Japanese shogi player

Wataru Yashiro (八代 弥, Yashiro Wataru) is a Japanese professional shogi player ranked 8-dan.

==Early life and apprenticeship==
Yashiro was born on March 3, 1994, in Kamo District, Shizuoka. He learned how to play shogi from his father when he was a first-grade elementary school student, and was accepted into the Japan Shogi Association's apprentice school at the rank of 6-kyū in September 2005 under the guidance of shogi professional Teruichi Aono.

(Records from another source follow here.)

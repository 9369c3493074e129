// src/retry.rs
// Exponential backoff with jitter for retryable failures

use std::future::Future;
use std::sync::atomic::{AtomicU32, Ordering};
use std::time::Duration;

use rand::Rng;
use tracing::warn;

use crate::error::Result;

/// Backoff parameters for one call site
#[derive(Debug, Clone, Copy)]
pub struct RetryPolicy {
    pub max_retries: u32,
    pub base_delay_ms: u64,
    pub max_delay_ms: u64,
}

impl Default for RetryPolicy {
    fn default() -> Self {
        Self {
            max_retries: 3,
            base_delay_ms: 250,
            max_delay_ms: 5_000,
        }
    }
}

impl RetryPolicy {
    pub fn with_max_retries(max_retries: u32) -> Self {
        Self {
            max_retries,
            ..Self::default()
        }
    }

    /// Delay before retry `attempt` (0-based): capped exponential, with the
    /// upper half randomized so concurrent callers don't thunder in step.
    pub fn delay_for(&self, attempt: u32) -> Duration {
        let exp = self
            .base_delay_ms
            .saturating_mul(1u64 << attempt.min(16) as u64);
        let capped = exp.min(self.max_delay_ms).max(1);
        let jitter = rand::rng().random_range(0..=capped / 2);
        Duration::from_millis(capped / 2 + jitter)
    }
}

/// Per-request bound on total retries across all call sites, so one slow
/// dependency cannot amplify into unbounded traffic.
pub struct RetryBudget(AtomicU32);

impl RetryBudget {
    pub fn new(total: u32) -> Self {
        Self(AtomicU32::new(total))
    }

    /// Effectively unbounded budget for call sites without request scope.
    pub fn unlimited() -> Self {
        Self::new(u32::MAX)
    }

    /// Take one retry from the budget; false when exhausted.
    pub fn try_take(&self) -> bool {
        self.0
            .fetch_update(Ordering::Relaxed, Ordering::Relaxed, |n| n.checked_sub(1))
            .is_ok()
    }

    pub fn remaining(&self) -> u32 {
        self.0.load(Ordering::Relaxed)
    }
}

/// Run `op`, retrying retryable errors with backoff until the policy or the
/// request budget is exhausted. Non-retryable errors surface immediately.
pub async fn with_backoff<T, F, Fut>(
    policy: &RetryPolicy,
    budget: &RetryBudget,
    op_name: &str,
    mut op: F,
) -> Result<T>
where
    F: FnMut() -> Fut,
    Fut: Future<Output = Result<T>>,
{
    let mut attempt = 0;
    loop {
        match op().await {
            Ok(value) => return Ok(value),
            Err(err) if err.is_retryable() && attempt < policy.max_retries => {
                if !budget.try_take() {
                    warn!(op = op_name, "retry budget exhausted");
                    return Err(err);
                }
                let delay = policy.delay_for(attempt);
                warn!(
                    op = op_name,
                    attempt,
                    delay_ms = delay.as_millis() as u64,
                    error = %err,
                    "retrying after backoff"
                );
                tokio::time::sleep(delay).await;
                attempt += 1;
            }
            Err(err) => return Err(err),
        }
    }
}
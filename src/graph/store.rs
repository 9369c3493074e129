// src/graph/store.rs

//! Capability trait for graph backends. All retrieval and consolidation goes
//! through this; no direct storage access in the engine.

use async_trait::async_trait;
use uuid::Uuid;

use crate::error::Result;
use super::types::{CommitStats, Entity, Memory, WritePlan};

/// Trait for any graph backend holding entities, memories, and their edges.
#[async_trait]
pub trait GraphStore: Send + Sync {
    /// Top-k memories by cosine similarity to the query embedding.
    async fn search_vector(&self, embedding: &[f32], k: usize) -> Result<Vec<(Memory, f32)>>;

    /// Top-k memories by full-text relevance. The query arrives already
    /// escaped for Lucene syntax.
    async fn search_fulltext(&self, query: &str, k: usize) -> Result<Vec<(Memory, f32)>>;

    /// One-hop edges from an entity: `(entity_id, memory_id)` pairs for each
    /// memory linked to it.
    async fn neighbors(&self, entity_id: Uuid) -> Result<Vec<(Uuid, Uuid)>>;

    /// Exact lookup by normalized name.
    async fn get_entity_by_name(&self, name: &str) -> Result<Option<Entity>>;

    /// Batch fetch, preserving input order for ids that exist.
    async fn entities_by_ids(&self, ids: &[Uuid]) -> Result<Vec<Entity>>;

    /// Batch fetch, preserving input order for ids that exist.
    async fn memories_by_ids(&self, ids: &[Uuid]) -> Result<Vec<Memory>>;

    /// Commit a write plan. Idempotent by decision id: replaying a plan
    /// leaves the graph unchanged.
    async fn apply(&self, plan: &WritePlan) -> Result<CommitStats>;
}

At first, Yashiro had some difficulty as an apprentice professional and even came close to being demoted in rank to 7-kyū; however, he started practicing regularly at the Kamata Shogi Club—a well-known shogi club where many strong amateurs, apprentence professionals, and even regular professionals would practice—and his results began to quickly improve. He was promoted to the rank of 1-dan in 2008, and then 3-dan in April 2010. He obtained full professional status and the rank of 4-dan in March 2012 after finishing runner up in the 50th 3-dan League (October 2011 – March 2012) with a record of 14 wins and 4 losses.

==Shogi professional==
Yashiro defeated Yasuaki Murayama to win the 10th Asahi Cup Open in February 2017 for his only shogi tournament championship to date. Yashiro was just twenty-two years old at the time which made him the then youngest player to ever have won the tournament. Yashiro's record, however, was broken the following year by Sōta Fujii who won the 11th Asahi Cup Open as a fifteen-year-old.

===Promotion history===
The promotion history for Yashiro is as follows:
- 6-kyū: September 2005
- 3-dan: April 2010
- 4-dan: April 1, 2012
- 5-dan: May 12, 2015
- 6-dan: February 11, 2017
- 7-dan: April 23, 2019
- 8-dan: July 10, 2025

===Titles and other championships===
Yashiro has yet to make an appearance in a major title match, but he has won one non-major shogi championships during his career.

===Awards and honors===
Yashiro received the Japan Shogi Association Annual Shogi Award for "Best New Player" for the 2016–2017 Shogi Year.